So...are both 25 year old players, who are the best guards since Jordan entered the league in my opinion, declining? Or are defenses figuring them out? Or are defenses just getting tougher again, maybe forcing us to re-adjust again what "elite" field goal percentages are?


----------



## Minstrel (Dec 31, 2002)

> Originally posted by <b>Blazerben4</b>!
> McGrady is not washed up just is no longer a A grade superstar
> he can always bust 4 40 at anytime he wants
> McGrady<Pierce,Allen,Kobe,Redd,Carter,LeBron,AI,Ginobili,Artest
> McGrady=DA,L Murray,Housten,EJ,Lenard,Qrich,S Jackson


McGrady won't be at that level until he's well and truly washed up. And probably dead and buried for a decade.

At that point, you may be right.


----------



## Freshtown (May 24, 2004)

Hello:

48 points. 9 rebounds. 9 assists. 6 threes.

End of discussion.

Regards:

Freshtown.


----------



## STOMP (Jan 1, 2003)

> Originally posted by <b>yangsta</b>!
> 
> Tmac is better than any player the Trailblazers ever had.... I don't get why people on this forum don't see it.


ever? I'd put him in the elite company of the all time Blazer greats, but not above. 

TMAC is a special player IMO. He's one of my favs to watch... Dirk too.

STOMP


----------



## Blaze_Rocks (Aug 11, 2004)

:laugh:


----------



## KingSpeed (Oct 30, 2003)

Last night is PROOF that McGrady is washed up.

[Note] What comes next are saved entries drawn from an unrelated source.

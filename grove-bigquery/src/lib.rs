//! BigQuery SQL grammar for the `grove` incremental parser.
//!
//! ```no_run
//! let language = grove_bigquery::language().expect("Error loading BigQuery grammar");
//! let mut parser = grove::Parser::new();
//! parser.set_language(&language).expect("Error loading BigQuery grammar");
//! let tree = parser.parse("SELECT a FROM t", None).unwrap();
//! assert_eq!(tree.root_node().kind(), "source_file");
//! ```
//!
//! The grammar is compiled the first time [`language`] is called; every
//! later call hands out the same compiled tables.

pub mod grammar;

use grove::Language;
use grove_gen::{CompileError, CompileOptions, Grammar, compile};
use once_cell::sync::Lazy;
use thiserror::Error;

/// The BigQuery grammar could not be turned into a usable language.
#[derive(Debug, Clone, Error)]
#[error("Error loading BigQuery grammar: {0}")]
pub struct LoadError(String);

impl From<CompileError> for LoadError {
    fn from(e: CompileError) -> Self {
        LoadError(e.to_string())
    }
}

static LANGUAGE: Lazy<Result<Language, LoadError>> = Lazy::new(|| {
    let options = CompileOptions {
        strict: false,
        ..CompileOptions::default()
    };
    let compiled = compile(&grammar::bigquery(), &options)?;
    log::debug!(
        "BigQuery grammar loaded: {} states, {} conflicts",
        compiled.language.state_count(),
        compiled.conflicts.len()
    );
    Ok(compiled.language)
});

/// Returns the compiled BigQuery language.
pub fn language() -> Result<Language, LoadError> {
    (*LANGUAGE).clone()
}

/// The BigQuery grammar model.
pub fn grammar() -> Grammar {
    grammar::bigquery()
}
use crate::{
    error::ParseError,
    interpreter::{parser::ParseResult, scanner::cursor::Cursor},
    util::num::{fraction_to_f64, integer_to_f64},
};

/// Scans an optional minus sign.
///
/// Skips whitespace first. If the cursor is on `-`, it is consumed and `-1.0`
/// is returned; otherwise nothing is consumed and `1.0` is returned. A missing
/// sign means the number is positive, so this never fails.
///
/// # Example
/// ```
/// use duocalc::interpreter::scanner::{cursor::Cursor, number::scan_sign};
///
/// let mut cursor = Cursor::new(" -5");
/// assert_eq!(scan_sign(&mut cursor), -1.0);
/// assert_eq!(cursor.position(), 2);
///
/// let mut cursor = Cursor::new("5");
/// assert_eq!(scan_sign(&mut cursor), 1.0);
/// assert_eq!(cursor.position(), 0);
/// ```
pub fn scan_sign(cursor: &mut Cursor<'_>) -> f64 {
    cursor.skip_blanks();
    if cursor.eat('-') { -1.0 } else { 1.0 }
}

/// Scans a run of decimal digits into a non-negative integer.
///
/// Skips whitespace first, then consumes the longest run of consecutive ASCII
/// digits. The cursor is left just past the last digit.
///
/// # Errors
/// - `MissingDigits` if the cursor is at the end of the text or not on a
///   digit.
/// - `IntegerTooLarge` if the run does not fit into a `u128`.
pub fn scan_integer(cursor: &mut Cursor<'_>) -> ParseResult<u128> {
    let start = expect_digit(cursor)?;

    let mut value: u128 = 0;
    while let Some(digit) = cursor.peek().and_then(|c| c.to_digit(10)) {
        value = value.checked_mul(10)
                     .and_then(|v| v.checked_add(u128::from(digit)))
                     .ok_or(ParseError::IntegerTooLarge { position: start })?;
        cursor.bump();
    }

    Ok(value)
}

/// Scans the digits after a decimal comma into their fractional value.
///
/// Skips whitespace first, then consumes the longest run of ASCII digits. Once
/// the accumulator is full, further digits are consumed but ignored; they are
/// far below the precision of an `f64`.
///
/// # Errors
/// `MissingDigits` if the cursor is at the end of the text or not on a digit.
///
/// # Example
/// ```
/// use duocalc::interpreter::scanner::{cursor::Cursor, number::scan_fraction};
///
/// let mut cursor = Cursor::new("05x");
/// assert!((scan_fraction(&mut cursor).unwrap() - 0.05).abs() < 1e-12);
/// assert_eq!(cursor.position(), 2);
/// ```
pub fn scan_fraction(cursor: &mut Cursor<'_>) -> ParseResult<f64> {
    expect_digit(cursor)?;

    let mut value: u128 = 0;
    let mut digits = 0;
    let mut full = false;
    while let Some(digit) = cursor.peek().and_then(|c| c.to_digit(10)) {
        if !full {
            match value.checked_mul(10)
                       .and_then(|v| v.checked_add(u128::from(digit)))
            {
                Some(next) => {
                    value = next;
                    digits += 1;
                },
                None => full = true,
            }
        }
        cursor.bump();
    }

    Ok(fraction_to_f64(value, digits))
}

/// Skips whitespace and checks that a digit follows, returning its position.
fn expect_digit(cursor: &mut Cursor<'_>) -> ParseResult<usize> {
    cursor.skip_blanks();
    let position = cursor.position();

    match cursor.peek() {
        Some(c) if c.is_ascii_digit() => Ok(position),
        found => Err(ParseError::MissingDigits { position, found }),
    }
}

/// Scans a signed decimal number.
///
/// Grammar: `number := sign? integer ( ',' integer )?`
///
/// The integer part is read with [`scan_integer`]. If the character right after
/// it is `,` (no whitespace in between), the digits after the comma are read
/// with [`scan_fraction`]: their value divided by `10^n`, where `n` is the
/// number of digits, so `3,05` is `3.05`. The sign is applied last.
///
/// # Errors
/// - `MissingOperand` if only whitespace remains.
/// - `IntegerPartInvalid` wrapping the failure of the integer part.
/// - `FractionPartInvalid` wrapping the failure of the fractional part.
///
/// # Example
/// ```
/// use duocalc::interpreter::scanner::{cursor::Cursor, number::scan_number};
///
/// let mut cursor = Cursor::new(" -12,5 + 1");
/// let value = scan_number(&mut cursor).unwrap();
///
/// assert!((value + 12.5).abs() < 1e-12);
/// assert_eq!(cursor.position(), 6);
/// ```
pub fn scan_number(cursor: &mut Cursor<'_>) -> ParseResult<f64> {
    cursor.skip_blanks();
    if cursor.is_at_end() {
        return Err(ParseError::MissingOperand { position: cursor.position() });
    }

    let sign = scan_sign(cursor);
    let integer = scan_integer(cursor).map_err(ParseError::in_integer_part)?;
    let mut value = integer_to_f64(integer);

    if cursor.eat(',') {
        value += scan_fraction(cursor).map_err(ParseError::in_fraction_part)?;
    }

    Ok(sign * value)
}
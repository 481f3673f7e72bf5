/// Numeric conversion and formatting helpers.
///
/// This module turns the digit runs collected by the scanners into `f64`
/// values and renders `f64` values back into the comma-decimal notation the
/// expression grammar accepts.
pub mod num;
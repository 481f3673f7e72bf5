use crate::{
    ast::{BinaryOperator, ParsedExpression},
    error::RuntimeError,
};

/// Result type used by the evaluator.
///
/// Evaluation returns either a value of type `T` or a `RuntimeError`
/// describing the failure.
pub type EvalResult<T> = Result<T, RuntimeError>;

/// Computes the result of a parsed expression.
///
/// A pure function of the operands and the operator. Division checks its
/// right operand for exact equality with zero; there is no tolerance, so a
/// tiny but non-zero divisor is divided by as usual.
///
/// # Errors
/// `DivisionByZero` if the operator is `/` and the right operand is `0`
/// (either sign).
///
/// # Example
/// ```
/// use duocalc::{evaluate, parse};
///
/// let expr = parse("7 / 2").unwrap();
/// assert_eq!(evaluate(&expr).unwrap(), 3.5);
///
/// let expr = parse("7 / 0").unwrap();
/// assert!(evaluate(&expr).is_err());
/// ```
#[allow(clippy::float_cmp)]
pub fn evaluate(expr: &ParsedExpression) -> EvalResult<f64> {
    use BinaryOperator::{Add, Div, Mul, Sub};

    let left = expr.left();
    let right = expr.right();

    match expr.operator() {
        Add => Ok(left + right),
        Sub => Ok(left - right),
        Mul => Ok(left * right),
        Div => {
            if right == 0.0 {
                return Err(RuntimeError::DivisionByZero { dividend: left });
            }
            Ok(left / right)
        },
    }
}
use std::fs;

use clap::Parser;
use duocalc::{CalcError, evaluate, format_with_causes, parse, util::num::format_decimal};

/// duocalc evaluates a single binary arithmetic expression such as
/// `-3,5 * 2`.
#[derive(Parser, Debug)]
#[command(version, about, long_about = None)]
struct Args {
    /// Tells duocalc to read expressions from a file, one per line, instead of
    /// taking the argument as the expression.
    #[arg(short, long)]
    file: bool,

    /// Prints the normalized expression in front of each result.
    #[arg(short, long)]
    verbose: bool,

    contents: String,
}

fn run(line: &str, verbose: bool) -> Result<String, CalcError> {
    let expr = parse(line)?;
    let result = format_decimal(evaluate(&expr)?);

    Ok(if verbose { format!("{expr} = {result}") } else { result })
}

fn main() {
    let args = Args::parse();

    let expressions: Vec<String> = if args.file {
        let script = fs::read_to_string(&args.contents).unwrap_or_else(|_| {
                         eprintln!("Failed to read the input file '{}'. Perhaps this file does \
                                    not exist?",
                                   &args.contents);
                         std::process::exit(1);
                     });
        script.lines()
              .map(str::trim)
              .filter(|line| !line.is_empty() && !line.starts_with('#'))
              .map(str::to_string)
              .collect()
    } else {
        vec![args.contents]
    };

    let mut failed = false;
    for expression in &expressions {
        match run(expression, args.verbose) {
            Ok(output) => println!("{output}"),
            Err(e) => {
                failed = true;
                eprintln!("{}", format_with_causes(&e));
            },
        }
    }

    if failed {
        std::process::exit(1);
    }
}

The team LOST. And what did he say afterwards? He talked about what a great game it was!!!

This guy only cares about HIMSELF and making HIS statline look good.

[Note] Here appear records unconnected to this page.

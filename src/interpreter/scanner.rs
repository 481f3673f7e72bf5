/// Scan position over the expression text.
///
/// Provides the `Cursor` shared by all scanners, including whitespace
/// skipping.
pub mod cursor;

/// Number scanning.
///
/// Scans the optional sign, the integer part and the optional comma-separated
/// fractional part of an operand.
///
/// # Responsibilities
/// - Accepts `-` as the only sign.
/// - Accumulates digit runs without overflow, failing on runs that are too
///   large.
/// - Wraps digit failures with the part of the number they occurred in.
pub mod number;

/// Operator scanning.
///
/// Reads the single character between the operands and maps it to a
/// `BinaryOperator`.
pub mod operator;
use crate::{
    ast::ParsedExpression,
    error::ParseError,
    interpreter::scanner::{cursor::Cursor, number::scan_number, operator::scan_operator},
};

pub type ParseResult<T> = Result<T, ParseError>;

/// Parses an expression text into its two operands and its operator.
///
/// This is the entry point for parsing. A single cursor walks the text from
/// left to right: left operand, operator, right operand. Whatever follows the
/// right operand is ignored, trailing whitespace included.
///
/// Grammar: `expr := ws? number ws? operator ws? number`
///
/// # Parameters
/// - `text`: The expression text, e.g. `"3,5 * -2"`.
///
/// # Returns
/// The parsed expression, which keeps a copy of `text`.
///
/// # Errors
/// - `EmptyInput` if `text` is empty or contains only whitespace.
/// - `LeftOperandInvalid` wrapping the reason the left number failed. The
///   operator and the right operand are not scanned in that case.
/// - `OperatorMissing` or `OperatorInvalid`, unwrapped.
/// - `RightOperandInvalid` wrapping the reason the right number failed.
///
/// # Example
/// ```
/// use duocalc::{ast::BinaryOperator, parse};
///
/// let expr = parse(" 3,5 * -2 ").unwrap();
///
/// assert_eq!(expr.left(), 3.5);
/// assert_eq!(expr.operator(), BinaryOperator::Mul);
/// assert_eq!(expr.right(), -2.0);
/// assert_eq!(expr.source_text(), " 3,5 * -2 ");
/// ```
pub fn parse(text: &str) -> ParseResult<ParsedExpression> {
    if text.trim().is_empty() {
        return Err(ParseError::EmptyInput);
    }

    let mut cursor = Cursor::new(text);

    let left = scan_number(&mut cursor).map_err(ParseError::in_left_operand)?;
    let operator = scan_operator(&mut cursor)?;
    let right = scan_number(&mut cursor).map_err(ParseError::in_right_operand)?;

    Ok(ParsedExpression::new(text, left, operator, right))
}
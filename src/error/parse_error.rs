use thiserror::Error;

/// Represents all errors that can occur while scanning and parsing an
/// expression text.
///
/// Failures raised by a composite stage (an operand, a part of a number)
/// carry the failure of the stage below them as their `cause`, which is
/// reported as the error's [`std::error::Error::source`]. Leaf failures record
/// the cursor position at which the scan rule was violated.
#[derive(Debug, Clone, PartialEq, Eq, Error)]
pub enum ParseError {
    /// The expression text is empty or consists of whitespace only.
    #[error("The expression is empty.")]
    EmptyInput,

    /// The number left of the operator could not be scanned.
    #[error("The left operand is invalid.")]
    LeftOperandInvalid {
        /// Why the number could not be scanned.
        #[source]
        cause: Box<ParseError>,
    },

    /// The number right of the operator could not be scanned.
    #[error("The right operand is invalid.")]
    RightOperandInvalid {
        /// Why the number could not be scanned.
        #[source]
        cause: Box<ParseError>,
    },

    /// The digits before the decimal comma could not be scanned.
    #[error("The integer part of the number is invalid.")]
    IntegerPartInvalid {
        /// Why the digits could not be scanned.
        #[source]
        cause: Box<ParseError>,
    },

    /// The digits after the decimal comma could not be scanned.
    #[error("The fractional part of the number is invalid.")]
    FractionPartInvalid {
        /// Why the digits could not be scanned.
        #[source]
        cause: Box<ParseError>,
    },

    /// A digit was expected but not found.
    #[error("Expected a digit at position {position}, {}.", describe_found(.found.as_ref()))]
    MissingDigits {
        /// Byte offset of the cursor.
        position: usize,
        /// The character found instead, or `None` at the end of the text.
        found:    Option<char>,
    },

    /// The end of the text was reached where a number should start.
    #[error("Expected a number at position {position}, but the expression ended.")]
    MissingOperand {
        /// Byte offset of the cursor.
        position: usize,
    },

    /// The end of the text was reached where the operator should be.
    #[error("Expected an operator at position {position}, but the expression ended.")]
    OperatorMissing {
        /// Byte offset of the cursor.
        position: usize,
    },

    /// A character was found where the operator should be, but it is not one
    /// of `+ - * /`.
    #[error("Invalid operator '{found}' at position {position}. Expected one of + - * /.")]
    OperatorInvalid {
        /// The offending character.
        found:    char,
        /// Byte offset of the character.
        position: usize,
    },

    /// A digit run does not fit into the integer accumulator.
    #[error("The digits starting at position {position} form a number that is too large.")]
    IntegerTooLarge {
        /// Byte offset of the first digit of the run.
        position: usize,
    },
}

impl ParseError {
    /// Wraps this error as the cause of a failed left operand.
    #[must_use]
    pub fn in_left_operand(self) -> Self {
        Self::LeftOperandInvalid { cause: Box::new(self) }
    }

    /// Wraps this error as the cause of a failed right operand.
    #[must_use]
    pub fn in_right_operand(self) -> Self {
        Self::RightOperandInvalid { cause: Box::new(self) }
    }

    /// Wraps this error as the cause of a failed integer part.
    #[must_use]
    pub fn in_integer_part(self) -> Self {
        Self::IntegerPartInvalid { cause: Box::new(self) }
    }

    /// Wraps this error as the cause of a failed fractional part.
    #[must_use]
    pub fn in_fraction_part(self) -> Self {
        Self::FractionPartInvalid { cause: Box::new(self) }
    }

    /// The directly wrapped error, if this is a composite failure.
    #[must_use]
    pub fn cause(&self) -> Option<&Self> {
        match self {
            Self::LeftOperandInvalid { cause }
            | Self::RightOperandInvalid { cause }
            | Self::IntegerPartInvalid { cause }
            | Self::FractionPartInvalid { cause } => Some(cause.as_ref()),
            _ => None,
        }
    }

    /// The innermost error of the chain; `self` for leaf failures.
    #[must_use]
    pub fn root_cause(&self) -> &Self {
        let mut current = self;
        while let Some(cause) = current.cause() {
            current = cause;
        }
        current
    }
}

fn describe_found(found: Option<&char>) -> String {
    match found {
        Some(c) => format!("found '{c}'"),
        None => "but the expression ended".to_string(),
    }
}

I would be MUCH more impressed if he scored 22 pts last night in a WINNING EFFORT.

His team is now 6-11.

McGrady is a loser. ZERO IMPACT. He can score 20, he can score 48. But his team loses. When he scores a lot, he's often more interested in scoring a lot than making the plays to close out the game.


----------



## KingSpeed (Oct 30, 2003)

> Originally posted by <b>yangsta</b>!
> good thing portland doesn't have a washed up player like Tmac...
> 
> I don't think our backcourt combined has never put up numbers as good as his tonight..


Ummm.... would you rather the Blazers be 6-11? That's the record that McGrady's super talent has led his to. Couldn't the Rockets be 6-11 without him?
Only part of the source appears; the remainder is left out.